Facebook's underappreciated catalysts are its stories format across all of its social networks (Instagram, WhatsApp, Messenger, and Facebook), and the upside potential for improved monetization in international markets.
In Facebook's fourth quarter, advertising revenue jumped 25% year over year, driven primarily by a 31% year-over-year increase in ad impressions across its services. Revenue would have been up even more but prices per ad declined on a year-over-year basis as the company's mix of ad impressions shifted toward ad units on stories and in international geographies -- two areas that monetize at lower rates. But there's no reason to believe that, as these two areas of Facebook's business mature and as international geographies develop, stories and international ad units won't become more valuable over time.
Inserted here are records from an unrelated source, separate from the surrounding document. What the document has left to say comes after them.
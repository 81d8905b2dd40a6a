//! Configuration validation.
//!
//! Validates every INI field before a backtest is built. Sections:
//! `[data]`, `[backtest]`, `[strategy]`.

use crate::domain::bar::parse_timestamp;
use crate::domain::error::FxsimError;
use crate::domain::execution::{StopLoss, TakeProfit};
use crate::ports::config_port::ConfigPort;

pub const STRATEGY_TYPES: [&str; 7] = [
    "rules",
    "ma_crossover",
    "rsi",
    "macd",
    "bollinger",
    "stochastic",
    "adx",
];

fn invalid(section: &str, key: &str, reason: impl Into<String>) -> FxsimError {
    FxsimError::ConfigInvalid {
        section: section.to_string(),
        key: key.to_string(),
        reason: reason.into(),
    }
}

fn missing(section: &str, key: &str) -> FxsimError {
    FxsimError::ConfigMissing {
        section: section.to_string(),
        key: key.to_string(),
    }
}

/// A present, non-blank value.
fn value(config: &dyn ConfigPort, section: &str, key: &str) -> Option<String> {
    config
        .get_string(section, key)
        .map(|s| s.trim().to_string())
        .filter(|s| !s.is_empty())
}

fn number(config: &dyn ConfigPort, section: &str, key: &str) -> Result<Option<f64>, FxsimError> {
    match value(config, section, key) {
        None => Ok(None),
        Some(s) => s
            .parse::<f64>()
            .ok()
            .filter(|v| v.is_finite())
            .map(Some)
            .ok_or_else(|| invalid(section, key, format!("expected a number, got {s:?}"))),
    }
}

fn integer(config: &dyn ConfigPort, section: &str, key: &str) -> Result<Option<i64>, FxsimError> {
    match value(config, section, key) {
        None => Ok(None),
        Some(s) => s
            .parse::<i64>()
            .map(Some)
            .map_err(|_| invalid(section, key, format!("expected an integer, got {s:?}"))),
    }
}

fn require_positive(config: &dyn ConfigPort, section: &str, key: &str) -> Result<(), FxsimError> {
    if let Some(v) = number(config, section, key)? {
        if v <= 0.0 {
            return Err(invalid(section, key, format!("{key} must be positive")));
        }
    }
    Ok(())
}

fn require_non_negative(config: &dyn ConfigPort, section: &str, key: &str) -> Result<(), FxsimError> {
    if let Some(v) = number(config, section, key)? {
        if v < 0.0 {
            return Err(invalid(section, key, format!("{key} must be non-negative")));
        }
    }
    Ok(())
}

fn require_bool(config: &dyn ConfigPort, section: &str, key: &str) -> Result<(), FxsimError> {
    match value(config, section, key) {
        None => Ok(()),
        Some(s) => match s.to_lowercase().as_str() {
            "true" | "yes" | "1" | "false" | "no" | "0" => Ok(()),
            _ => Err(invalid(section, key, format!("expected a boolean, got {s:?}"))),
        },
    }
}

pub fn validate_data_config(config: &dyn ConfigPort) -> Result<(), FxsimError> {
    if value(config, "data", "dir").is_none() {
        return Err(missing("data", "dir"));
    }
    if value(config, "data", "symbol").is_none() {
        return Err(missing("data", "symbol"));
    }

    let mut bounds = [None, None];
    for (slot, key) in bounds.iter_mut().zip(["start", "end"]) {
        if let Some(s) = value(config, "data", key) {
            let ts = parse_timestamp(&s).ok_or_else(|| {
                invalid(
                    "data",
                    key,
                    format!("invalid {key} {s:?}, expected YYYY-MM-DD[ HH:MM:SS]"),
                )
            })?;
            *slot = Some(ts);
        }
    }
    if let [Some(start), Some(end)] = bounds {
        if start >= end {
            return Err(invalid("data", "start", "start must be before end"));
        }
    }

    require_positive(config, "data", "pip_size")?;
    require_positive(config, "data", "contract_size")?;
    Ok(())
}

pub fn validate_backtest_config(config: &dyn ConfigPort) -> Result<(), FxsimError> {
    validate_initial_capital(config)?;
    require_non_negative(config, "backtest", "commission_per_lot")?;
    validate_commission_mode(config)?;
    require_non_negative(config, "backtest", "spread_pips")?;
    require_non_negative(config, "backtest", "slippage_pips")?;
    require_bool(config, "backtest", "use_realistic_fills")?;
    require_bool(config, "backtest", "allow_shorting")?;
    validate_max_positions(config)?;
    validate_position_sizing(config)?;
    require_positive(config, "backtest", "lot_step")?;
    require_positive(config, "backtest", "max_lots")?;
    validate_levels(config)?;
    require_positive(config, "backtest", "trailing_stop_pips")?;
    if let Some(ms) = integer(config, "backtest", "custom_time_budget_ms")? {
        if ms <= 0 {
            return Err(invalid(
                "backtest",
                "custom_time_budget_ms",
                "custom_time_budget_ms must be positive",
            ));
        }
    }
    Ok(())
}

fn validate_initial_capital(config: &dyn ConfigPort) -> Result<(), FxsimError> {
    match number(config, "backtest", "initial_capital")? {
        None => Err(missing("backtest", "initial_capital")),
        Some(v) if v <= 0.0 => Err(invalid(
            "backtest",
            "initial_capital",
            "initial_capital must be positive",
        )),
        Some(_) => Ok(()),
    }
}

fn validate_commission_mode(config: &dyn ConfigPort) -> Result<(), FxsimError> {
    match value(config, "backtest", "commission_mode").as_deref() {
        None | Some("per_side") | Some("round_trip") => Ok(()),
        Some(other) => Err(invalid(
            "backtest",
            "commission_mode",
            format!("expected per_side or round_trip, got {other:?}"),
        )),
    }
}

fn validate_max_positions(config: &dyn ConfigPort) -> Result<(), FxsimError> {
    if let Some(v) = integer(config, "backtest", "max_positions")? {
        if v < 1 {
            return Err(invalid(
                "backtest",
                "max_positions",
                "max_positions must be at least 1",
            ));
        }
    }
    Ok(())
}

fn validate_position_sizing(config: &dyn ConfigPort) -> Result<(), FxsimError> {
    let kind = value(config, "backtest", "position_sizing").unwrap_or_else(|| "fixed".into());
    let size = number(config, "backtest", "position_size")?;
    match kind.as_str() {
        "fixed" => {
            if size.is_some_and(|s| s <= 0.0) {
                return Err(invalid(
                    "backtest",
                    "position_size",
                    "fixed position_size must be a positive lot count",
                ));
            }
        }
        "percentage" | "risk" => match size {
            None => return Err(missing("backtest", "position_size")),
            Some(s) if s <= 0.0 || s > 100.0 => {
                return Err(invalid(
                    "backtest",
                    "position_size",
                    "position_size must be a percentage between 0 and 100",
                ));
            }
            Some(_) => {}
        },
        other => {
            return Err(invalid(
                "backtest",
                "position_sizing",
                format!("expected fixed, percentage or risk, got {other:?}"),
            ));
        }
    }
    Ok(())
}

fn validate_levels(config: &dyn ConfigPort) -> Result<(), FxsimError> {
    if let Some(s) = value(config, "backtest", "stop_loss") {
        parse_stop_loss(&s).map_err(|reason| invalid("backtest", "stop_loss", reason))?;
    }
    if let Some(s) = value(config, "backtest", "take_profit") {
        parse_take_profit(&s).map_err(|reason| invalid("backtest", "take_profit", reason))?;
    }
    Ok(())
}

fn level_args(spec: &str) -> (String, Vec<&str>) {
    let mut parts = spec.split(':').map(str::trim);
    let kind = parts.next().unwrap_or_default().to_lowercase();
    (kind, parts.collect())
}

fn positive_arg(raw: &str, what: &str) -> Result<f64, String> {
    raw.parse::<f64>()
        .ok()
        .filter(|v| v.is_finite() && *v > 0.0)
        .ok_or_else(|| format!("{what} must be a positive number, got {raw:?}"))
}

fn period_arg(raw: &str) -> Result<usize, String> {
    raw.parse::<usize>()
        .ok()
        .filter(|p| *p > 0)
        .ok_or_else(|| format!("ATR period must be a positive integer, got {raw:?}"))
}

/// `none`, `pips:<n>`, `atr:<period>:<multiplier>` or `pct:<percent>`.
pub fn parse_stop_loss(spec: &str) -> Result<StopLoss, String> {
    let (kind, args) = level_args(spec);
    match (kind.as_str(), args.as_slice()) {
        ("none", []) => Ok(StopLoss::None),
        ("pips", [pips]) => Ok(StopLoss::FixedPips {
            pips: positive_arg(pips, "pips")?,
        }),
        ("atr", [period, multiplier]) => Ok(StopLoss::AtrMultiple {
            period: period_arg(period)?,
            multiplier: positive_arg(multiplier, "multiplier")?,
        }),
        ("pct", [pct]) => {
            let pct = positive_arg(pct, "percentage")?;
            if pct > 100.0 {
                return Err(format!("percentage must be at most 100, got {pct}"));
            }
            Ok(StopLoss::Percentage { pct })
        }
        _ => Err(format!(
            "expected none, pips:<n>, atr:<period>:<multiplier> or pct:<percent>, got {spec:?}"
        )),
    }
}

/// As [`parse_stop_loss`], plus `rr:<ratio>` (a multiple of the stop distance).
pub fn parse_take_profit(spec: &str) -> Result<TakeProfit, String> {
    let (kind, args) = level_args(spec);
    match (kind.as_str(), args.as_slice()) {
        ("none", []) => Ok(TakeProfit::None),
        ("pips", [pips]) => Ok(TakeProfit::FixedPips {
            pips: positive_arg(pips, "pips")?,
        }),
        ("atr", [period, multiplier]) => Ok(TakeProfit::AtrMultiple {
            period: period_arg(period)?,
            multiplier: positive_arg(multiplier, "multiplier")?,
        }),
        ("pct", [pct]) => Ok(TakeProfit::Percentage {
            pct: positive_arg(pct, "percentage")?,
        }),
        ("rr", [ratio]) => Ok(TakeProfit::RiskReward {
            ratio: positive_arg(ratio, "ratio")?,
        }),
        _ => Err(format!(
            "expected none, pips:<n>, atr:<period>:<multiplier>, pct:<percent> or rr:<ratio>, got {spec:?}"
        )),
    }
}

/// Checks the strategy type and the keys it needs. Rule syntax is checked when
/// the rules are parsed.
pub fn validate_strategy_config(config: &dyn ConfigPort) -> Result<(), FxsimError> {
    let kind = value(config, "strategy", "type").unwrap_or_else(|| "rules".into());
    let required: &[&str] = match kind.as_str() {
        "rules" => {
            if value(config, "strategy", "entry_long").is_none()
                && value(config, "strategy", "entry_short").is_none()
            {
                return Err(missing("strategy", "entry_long"));
            }
            &[]
        }
        "ma_crossover" => &["fast", "slow"],
        "rsi" => &["period"],
        "macd" => &[],
        "bollinger" => &["period"],
        "stochastic" => &["k_period", "d_period"],
        "adx" => &["period"],
        other => {
            return Err(invalid(
                "strategy",
                "type",
                format!("unknown strategy type {other:?}, expected one of {}", STRATEGY_TYPES.join(", ")),
            ));
        }
    };
    for key in required {
        if value(config, "strategy", key).is_none() {
            return Err(missing("strategy", key));
        }
    }

    for key in ["period", "fast", "slow", "signal", "k_period", "d_period"] {
        if let Some(v) = integer(config, "strategy", key)? {
            if v < 1 {
                return Err(invalid("strategy", key, format!("{key} must be at least 1")));
            }
        }
    }
    for key in ["oversold", "overbought", "threshold"] {
        if let Some(v) = number(config, "strategy", key)? {
            if !(0.0..=100.0).contains(&v) {
                return Err(invalid(
                    "strategy",
                    key,
                    format!("{key} must be between 0 and 100"),
                ));
            }
        }
    }
    require_positive(config, "strategy", "k")?;
    if let Some(ma) = value(config, "strategy", "ma") {
        if !matches!(ma.to_lowercase().as_str(), "sma" | "ema") {
            return Err(invalid("strategy", "ma", format!("expected sma or ema, got {ma:?}")));
        }
    }
    Ok(())
}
Stories (a media format that doesn't stick around permanently) looks like a particularly promising ad format. Advertisers are certainly buying into it -- probably because the format is typically full screen and is viewed by a highly engaged user.
Advertisers using stories hit 4 million in Q4, up from 2 million in the fourth quarter of 2018. Further, Facebook confirmed that users are increasingly favoring this format, with management noting in the company's fourth-quarter earnings call that, "the greatest growth in how people are communicating continues to come from private messaging, small groups, and disappearing stories where your data doesn't stick around forever."
In addition, ad revenue per user is still significantly lower in markets beyond the U.S. and Canada. Average revenue per user in the U.S. and Canada during Q4 was $41.41. This compares to $13.21 in Europe, $3.57 in Asia-Pacific, and $2.48 in the company's "rest of world" segment. As the gap in revenue per user between these international markets and the U.S. and Canada closes, this will likely propel significant growth for Facebook for years to come.
Should you buy Facebook stock now?
Given the stock's conservative valuation and two powerful growth opportunities in the company's stories format and international markets, this sell-off presents investors with a good opportunity to take a position in this fast-growing cash cow.
Of course, there's no way to guarantee shares won't fall from here. This is particularly true today, when Facebook and the broader advertising industry are navigating unique and unchartered challenges.
But as COVID-19 fades into the rearview mirror, Facebook should come out of this pandemic strong and capable of delivering rapid top- and bottom-line growth over the long haul. Investors willing to buy shares now and hold for years to come will likely be rewarded handsomely.